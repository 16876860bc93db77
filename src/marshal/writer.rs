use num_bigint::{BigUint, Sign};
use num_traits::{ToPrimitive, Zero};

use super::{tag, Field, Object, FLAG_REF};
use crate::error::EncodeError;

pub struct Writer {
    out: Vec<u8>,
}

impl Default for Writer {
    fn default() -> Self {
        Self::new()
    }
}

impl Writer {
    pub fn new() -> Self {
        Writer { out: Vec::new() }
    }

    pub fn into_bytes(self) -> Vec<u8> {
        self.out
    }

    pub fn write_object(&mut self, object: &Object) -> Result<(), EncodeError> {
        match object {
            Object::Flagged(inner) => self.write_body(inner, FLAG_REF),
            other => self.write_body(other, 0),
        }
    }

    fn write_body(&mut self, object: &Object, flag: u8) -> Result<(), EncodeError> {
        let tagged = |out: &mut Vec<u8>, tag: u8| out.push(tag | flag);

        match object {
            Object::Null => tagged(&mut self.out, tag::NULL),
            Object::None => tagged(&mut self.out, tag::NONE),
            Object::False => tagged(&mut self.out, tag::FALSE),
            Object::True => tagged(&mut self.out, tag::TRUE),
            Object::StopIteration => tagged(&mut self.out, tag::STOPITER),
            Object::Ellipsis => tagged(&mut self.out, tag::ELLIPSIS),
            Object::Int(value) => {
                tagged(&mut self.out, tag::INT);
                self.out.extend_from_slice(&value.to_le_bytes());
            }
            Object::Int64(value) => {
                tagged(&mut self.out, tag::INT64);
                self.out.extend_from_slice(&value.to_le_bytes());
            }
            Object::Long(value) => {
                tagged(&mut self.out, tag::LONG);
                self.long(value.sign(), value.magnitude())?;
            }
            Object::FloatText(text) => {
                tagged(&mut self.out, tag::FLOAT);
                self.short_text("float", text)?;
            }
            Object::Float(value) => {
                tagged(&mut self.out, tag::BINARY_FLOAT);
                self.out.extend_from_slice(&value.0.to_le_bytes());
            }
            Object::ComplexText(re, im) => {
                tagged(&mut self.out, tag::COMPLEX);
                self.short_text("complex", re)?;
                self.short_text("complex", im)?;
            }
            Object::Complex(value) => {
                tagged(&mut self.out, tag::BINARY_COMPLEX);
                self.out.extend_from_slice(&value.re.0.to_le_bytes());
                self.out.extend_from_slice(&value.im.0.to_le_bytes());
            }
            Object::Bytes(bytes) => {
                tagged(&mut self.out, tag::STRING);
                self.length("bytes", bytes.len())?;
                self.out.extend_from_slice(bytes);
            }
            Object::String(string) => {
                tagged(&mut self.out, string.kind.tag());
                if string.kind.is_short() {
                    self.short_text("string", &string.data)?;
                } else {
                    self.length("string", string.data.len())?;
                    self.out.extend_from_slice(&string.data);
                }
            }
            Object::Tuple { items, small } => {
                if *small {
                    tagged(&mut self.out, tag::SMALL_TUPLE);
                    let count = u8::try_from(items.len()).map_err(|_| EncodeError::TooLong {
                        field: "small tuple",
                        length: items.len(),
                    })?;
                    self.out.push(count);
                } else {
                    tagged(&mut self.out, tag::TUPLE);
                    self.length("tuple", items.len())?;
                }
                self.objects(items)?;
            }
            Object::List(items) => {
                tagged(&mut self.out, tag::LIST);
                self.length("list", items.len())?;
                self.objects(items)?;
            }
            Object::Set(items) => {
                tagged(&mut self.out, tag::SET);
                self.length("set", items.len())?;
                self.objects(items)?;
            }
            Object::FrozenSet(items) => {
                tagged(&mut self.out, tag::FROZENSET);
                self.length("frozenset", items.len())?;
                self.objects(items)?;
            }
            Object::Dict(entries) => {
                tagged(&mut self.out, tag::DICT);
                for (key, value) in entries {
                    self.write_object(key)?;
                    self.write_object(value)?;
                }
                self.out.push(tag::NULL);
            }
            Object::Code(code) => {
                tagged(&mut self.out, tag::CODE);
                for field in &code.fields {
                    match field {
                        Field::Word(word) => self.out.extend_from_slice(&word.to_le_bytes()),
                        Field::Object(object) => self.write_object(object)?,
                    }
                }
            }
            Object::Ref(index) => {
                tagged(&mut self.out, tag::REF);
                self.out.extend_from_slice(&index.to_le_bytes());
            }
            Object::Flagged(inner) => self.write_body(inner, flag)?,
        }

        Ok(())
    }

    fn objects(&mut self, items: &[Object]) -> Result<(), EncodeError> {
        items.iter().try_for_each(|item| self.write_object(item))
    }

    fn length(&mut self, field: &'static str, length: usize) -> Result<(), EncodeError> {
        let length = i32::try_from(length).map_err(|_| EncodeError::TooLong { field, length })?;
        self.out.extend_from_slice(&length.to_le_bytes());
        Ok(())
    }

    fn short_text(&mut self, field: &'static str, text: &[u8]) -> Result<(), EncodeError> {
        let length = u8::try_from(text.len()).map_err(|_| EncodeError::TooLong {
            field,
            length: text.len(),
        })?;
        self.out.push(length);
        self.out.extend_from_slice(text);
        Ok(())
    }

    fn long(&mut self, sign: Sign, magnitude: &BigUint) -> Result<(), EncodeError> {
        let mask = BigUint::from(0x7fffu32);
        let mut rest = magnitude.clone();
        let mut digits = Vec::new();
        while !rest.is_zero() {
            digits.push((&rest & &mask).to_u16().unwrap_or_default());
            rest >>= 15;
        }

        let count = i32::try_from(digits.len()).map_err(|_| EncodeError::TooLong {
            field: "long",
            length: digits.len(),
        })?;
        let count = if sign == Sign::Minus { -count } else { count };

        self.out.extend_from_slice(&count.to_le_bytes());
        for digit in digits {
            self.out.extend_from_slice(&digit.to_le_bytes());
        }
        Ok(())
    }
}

### Task description
Transcribe every record above exactly.

### Solution
repository 16876860bc93db77
filename src/marshal/writer.rs
use num_bigint::{BigUint, Sign};
use num_traits::{ToPrimitive, Zero};

use super::{tag, Field, Object, FLAG_REF};
use crate::error::EncodeError;

pub struct Writer {
    out: Vec<u8>,
}

impl Default for Writer {
    fn default() -> Self {
        Self::new()
    }
}

impl Writer {
    pub fn new() -> Self {
        Writer { out: Vec::new() }
    }

    pub fn into_bytes(self) -> Vec<u8> {
        self.out
    }

    pub fn write_object(&mut self, object: &Object) -> Result<(), EncodeError> {
        match object {
            Object::Flagged(inner) => self.write_body(inner, FLAG_REF),
            other => self.write_body(other, 0),
        }
    }

    fn write_body(&mut self, object: &Object, flag: u8) -> Result<(), EncodeError> {
        let tagged = |out: &mut Vec<u8>, tag: u8| out.push(tag | flag);

        match object {
            Object::Null => tagged(&mut self.out, tag::NULL),
            Object::None => tagged(&mut self.out, tag::NONE),
            Object::False => tagged(&mut self.out, tag::FALSE),
            Object::True => tagged(&mut self.out, tag::TRUE),
            Object::StopIteration => tagged(&mut self.out, tag::STOPITER),
            Object::Ellipsis => tagged(&mut self.out, tag::ELLIPSIS),
            Object::Int(value) => {
                tagged(&mut self.out, tag::INT);
                self.out.extend_from_slice(&value.to_le_bytes());
            }
            Object::Int64(value) => {
                tagged(&mut self.out, tag::INT64);
                self.out.extend_from_slice(&value.to_le_bytes());
            }
            Object::Long(value) => {
                tagged(&mut self.out, tag::LONG);
                self.long(value.sign(), value.magnitude())?;
            }
            Object::FloatText(text) => {
                tagged(&mut self.out, tag::FLOAT);
                self.short_text("float", text)?;
            }
            Object::Float(value) => {
                tagged(&mut self.out, tag::BINARY_FLOAT);
                self.out.extend_from_slice(&value.0.to_le_bytes());
            }
            Object::ComplexText(re, im) => {
                tagged(&mut self.out, tag::COMPLEX);
                self.short_text("complex", re)?;
                self.short_text("complex", im)?;
            }
            Object::Complex(value) => {
                tagged(&mut self.out, tag::BINARY_COMPLEX);
                self.out.extend_from_slice(&value.re.0.to_le_bytes());
                self.out.extend_from_slice(&value.im.0.to_le_bytes());
            }
            Object::Bytes(bytes) => {
                tagged(&mut self.out, tag::STRING);
                self.length("bytes", bytes.len())?;
                self.out.extend_from_slice(bytes);
            }
            Object::String(string) => {
                tagged(&mut self.out, string.kind.tag());
                if string.kind.is_short() {
                    self.short_text("string", &string.data)?;
                } else {
                    self.length("string", string.data.len())?;
                    self.out.extend_from_slice(&string.data);
                }
            }
            Object::Tuple { items, small } => {
                if *small {
                    tagged(&mut self.out, tag::SMALL_TUPLE);
                    let count = u8::try_from(items.len()).map_err(|_| EncodeError::TooLong {
                        field: "small tuple",
                        length: items.len(),
                    })?;
                    self.out.push(count);
                } else {
                    tagged(&mut self.out, tag::TUPLE);
                    self.length("tuple", items.len())?;
                }
                self.objects(items)?;
            }
            Object::List(items) => {
                tagged(&mut self.out, tag::LIST);
                self.length("list", items.len())?;
                self.objects(items)?;
            }
            Object::Set(items) => {
                tagged(&mut self.out, tag::SET);
                self.length("set", items.len())?;
                self.objects(items)?;
            }
            Object::FrozenSet(items) => {
                tagged(&mut self.out, tag::FROZENSET);
                self.length("frozenset", items.len())?;
                self.objects(items)?;
            }
            Object::Dict(entries) => {
                tagged(&mut self.out, tag::DICT);
                for (key, value) in entries {
                    self.write_object(key)?;
                    self.write_object(value)?;
                }
                self.out.push(tag::NULL);
            }
            Object::Code(code) => {
                tagged(&mut self.out, tag::CODE);
                for field in &code.fields {
                    match field {
                        Field::Word(word) => self.out.extend_from_slice(&word.to_le_bytes()),
                        Field::Object(object) => self.write_object(object)?,
                    }
                }
            }
            Object::Ref(index) => {
                tagged(&mut self.out, tag::REF);
                self.out.extend_from_slice(&index.to_le_bytes());
            }
            Object::Flagged(inner) => self.write_body(inner, flag)?,
        }

        Ok(())
    }

    fn objects(&mut self, items: &[Object]) -> Result<(), EncodeError> {
        items.iter().try_for_each(|item| self.write_object(item))
    }

    fn length(&mut self, field: &'static str, length: usize) -> Result<(), EncodeError> {
        let length = i32::try_from(length).map_err(|_| EncodeError::TooLong { field, length })?;
        self.out.extend_from_slice(&length.to_le_bytes());
        Ok(())
    }

    fn short_text(&mut self, field: &'static str, text: &[u8]) -> Result<(), EncodeError> {
        let length = u8::try_from(text.len()).map_err(|_| EncodeError::TooLong {
            field,
            length: text.len(),
        })?;
        self.out.push(length);
        self.out.extend_from_slice(text);
        Ok(())
    }

    fn long(&mut self, sign: Sign, magnitude: &BigUint) -> Result<(), EncodeError> {
        let mask = BigUint::from(0x7fffu32);
        let mut rest = magnitude.clone();
        let mut digits = Vec::new();
        while !rest.is_zero() {
            digits.push((&rest & &mask).to_u16().unwrap_or_default());
            rest >>= 15;
        }

        let count = i32::try_from(digits.len()).map_err(|_| EncodeError::TooLong {
            field: "long",
            length: digits.len(),
        })?;
        let count = if sign == Sign::Minus { -count } else { count };

        self.out.extend_from_slice(&count.to_le_bytes());
        for digit in digits {
            self.out.extend_from_slice(&digit.to_le_bytes());
        }
        Ok(())
    }
}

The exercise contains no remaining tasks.